Not to show off, she was in no mood for that.
“She felt like as a Black woman, she needs to present herself in a certain way so that she can receive a certain level of care,” Bayless said. “When you engage with the health care system [as a Black woman], you need to make sure that you look a certain way, so that they won’t treat you as some kind of other way.”
Bayless, executive director of the Center of Wellness for Urban Women in Indianapolis, says as Black women, she and her mother experienced their fair share of racism in the health care system.
One thing that helped improve that experience is having a Black doctor like her current OB-GYN.
That’s not to say that Black people are a monolith, she said.
“But being able to have certain conversations with her that I haven’t been able to have with other people,” Bayless said. “And having an understanding of what is happening with my body. If I say, ‘Oh, my job is stressful, because of microaggressions,’ she’ll go, ‘OK, I get that.’”
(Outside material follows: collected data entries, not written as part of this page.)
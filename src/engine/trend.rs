use crate::config::Thresholds;
use crate::db::models::ObservationRow;
use crate::db::store::{now_ts, ObservationStore};
use crate::error::Result;
use crate::types::{
    HighDemandItem, IncreasedDemandItem, IncreasedShortageItem, ShortSupplyItem, TopSellerItem,
    TrendReport,
};

const SECS_PER_DAY: i64 = 86_400;

/// Read-only classification pass over the observation store. All five
/// operations are pure functions of the store contents plus the
/// thresholds; none of them write.
pub struct TrendEngine {
    store: ObservationStore,
    thresholds: Thresholds,
}

impl TrendEngine {
    pub fn new(store: ObservationStore, thresholds: Thresholds) -> Self {
        Self { store, thresholds }
    }

    /// Runs every classification once, in report order.
    pub async fn analyze(&self) -> Result<TrendReport> {
        Ok(TrendReport {
            high_demand: self.high_demand().await?,
            short_supply: self.short_supply().await?,
            increased_shortage: self.increased_shortage().await?,
            increased_demand: self.increased_demand().await?,
            top_sellers: self.top_sellers().await?,
        })
    }

    /// Products whose latest stock is known and at or below the
    /// low-stock threshold, lowest first. Unknown stock is skipped,
    /// never treated as zero.
    pub async fn short_supply(&self) -> Result<Vec<ShortSupplyItem>> {
        let mut items = Vec::new();
        for p in self.store.all_products().await? {
            let Some(stock) = p.last_stock else { continue };
            if stock <= self.thresholds.low_stock_threshold {
                items.push(ShortSupplyItem {
                    product_id: p.product_id,
                    name: p.name,
                    url: p.url,
                    stock,
                });
            }
        }
        items.sort_by_key(|i| i.stock);
        Ok(items)
    }

    /// Two-sample demand: the drop between the two most recent
    /// observations beats both the absolute and relative floors.
    /// Largest drop first.
    pub async fn high_demand(&self) -> Result<Vec<HighDemandItem>> {
        let mut items = Vec::new();
        for p in self.store.all_products().await? {
            let recent = self.store.latest_two(&p.product_id).await?;
            if recent.len() < 2 {
                continue;
            }
            let (Some(cur), Some(prev)) = (recent[0].stock, recent[1].stock) else {
                continue;
            };
            let delta = prev - cur;
            let floor = relative_floor(prev, self.thresholds.min_relative_fraction);
            if prev > 0 && delta >= self.thresholds.min_absolute_drop.max(floor) {
                items.push(HighDemandItem {
                    product_id: p.product_id,
                    name: p.name,
                    url: p.url,
                    stock: cur,
                    prev_stock: prev,
                    delta,
                    percent: percent_of(delta, prev),
                });
            }
        }
        items.sort_by(|a, b| b.delta.cmp(&a.delta));
        Ok(items)
    }

    /// Products that crossed into shortage during the short window:
    /// above the threshold at the window's oldest observation, at or
    /// below it at the newest. Most depleted first.
    pub async fn increased_shortage(&self) -> Result<Vec<IncreasedShortageItem>> {
        let cutoff = now_ts() - self.thresholds.short_window_days * SECS_PER_DAY;
        let threshold = self.thresholds.shortage_threshold;
        let mut items = Vec::new();
        for p in self.store.all_products().await? {
            let window = self.store.since(&p.product_id, cutoff).await?;
            let Some((first, last)) = window_endpoints(&window) else {
                continue;
            };
            if first > threshold && last <= threshold {
                items.push(IncreasedShortageItem {
                    product_id: p.product_id,
                    name: p.name,
                    url: p.url,
                    stock_then: first,
                    stock_now: last,
                    delta: last - first,
                });
            }
        }
        items.sort_by_key(|i| i.stock_now);
        Ok(items)
    }

    /// Windowed demand: stock dropped by at least `min_drop` units or
    /// 10% of the window-opening stock, whichever is larger.
    pub async fn increased_demand(&self) -> Result<Vec<IncreasedDemandItem>> {
        let cutoff = now_ts() - self.thresholds.short_window_days * SECS_PER_DAY;
        let mut items = Vec::new();
        for p in self.store.all_products().await? {
            let window = self.store.since(&p.product_id, cutoff).await?;
            let Some((first, last)) = window_endpoints(&window) else {
                continue;
            };
            let delta = first - last;
            if first > 0 && delta >= self.thresholds.min_drop.max(relative_floor(first, 0.10)) {
                items.push(IncreasedDemandItem {
                    product_id: p.product_id,
                    name: p.name,
                    url: p.url,
                    stock_then: first,
                    stock_now: last,
                    delta,
                    percent: percent_of(delta, first),
                });
            }
        }
        items.sort_by(|a, b| b.delta.cmp(&a.delta));
        Ok(items)
    }

    /// Units moved across the long window, best sellers first.
    /// `sold_pct` is None when the window opened at zero stock.
    pub async fn top_sellers(&self) -> Result<Vec<TopSellerItem>> {
        let cutoff = now_ts() - self.thresholds.long_window_days * SECS_PER_DAY;
        let mut items = Vec::new();
        for p in self.store.all_products().await? {
            let window = self.store.since(&p.product_id, cutoff).await?;
            let Some((first, last)) = window_endpoints(&window) else {
                continue;
            };
            let sold = first - last;
            if sold >= self.thresholds.min_sold {
                items.push(TopSellerItem {
                    product_id: p.product_id,
                    name: p.name,
                    url: p.url,
                    sold,
                    sold_pct: percent_of(sold, first),
                });
            }
        }
        items.sort_by(|a, b| b.sold.cmp(&a.sold));
        Ok(items)
    }
}

/// Oldest and newest stock inside a window, in time order. None when
/// the window is empty or either endpoint's stock is unknown; absence
/// from the window is never a signal.
fn window_endpoints(window: &[ObservationRow]) -> Option<(i64, i64)> {
    let first = window.first()?.stock?;
    let last = window.last()?.stock?;
    Some((first, last))
}

fn relative_floor(base: i64, fraction: f64) -> i64 {
    (base as f64 * fraction).floor() as i64
}

fn percent_of(delta: i64, base: i64) -> Option<i64> {
    if base == 0 {
        return None;
    }
    Some((delta as f64 / base as f64 * 100.0).round() as i64)
}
Still, there aren’t enough Black doctors to fill such demand. While Black Americans represent over 13% of the population, only 5% of doctors are Black.
Stark reality of classroom racism
Alejandro Mongalo will soon be one of them.
He’s finishing his final year as a medical student at Indiana University School of Medicine. He will then start working as a resident physician of internal medicine at Charles R. Drew University of Medicine and Science in Los Angeles, where he grew up.
Holding back tears, he said he is the first doctor in the family — and nothing about this journey was easy.
Mongalo’s mother is Black and his dad is a Latino immigrant from Nicaragua. As a child, he was surrounded by a diverse Black and brown community that was suffering from a wide range of health disparities.
Despite being groomed by his mom since middle school to become a scientist, Mongalo started out as a model and actor. He then founded a real estate firm to help lower-income community residents navigate housing options.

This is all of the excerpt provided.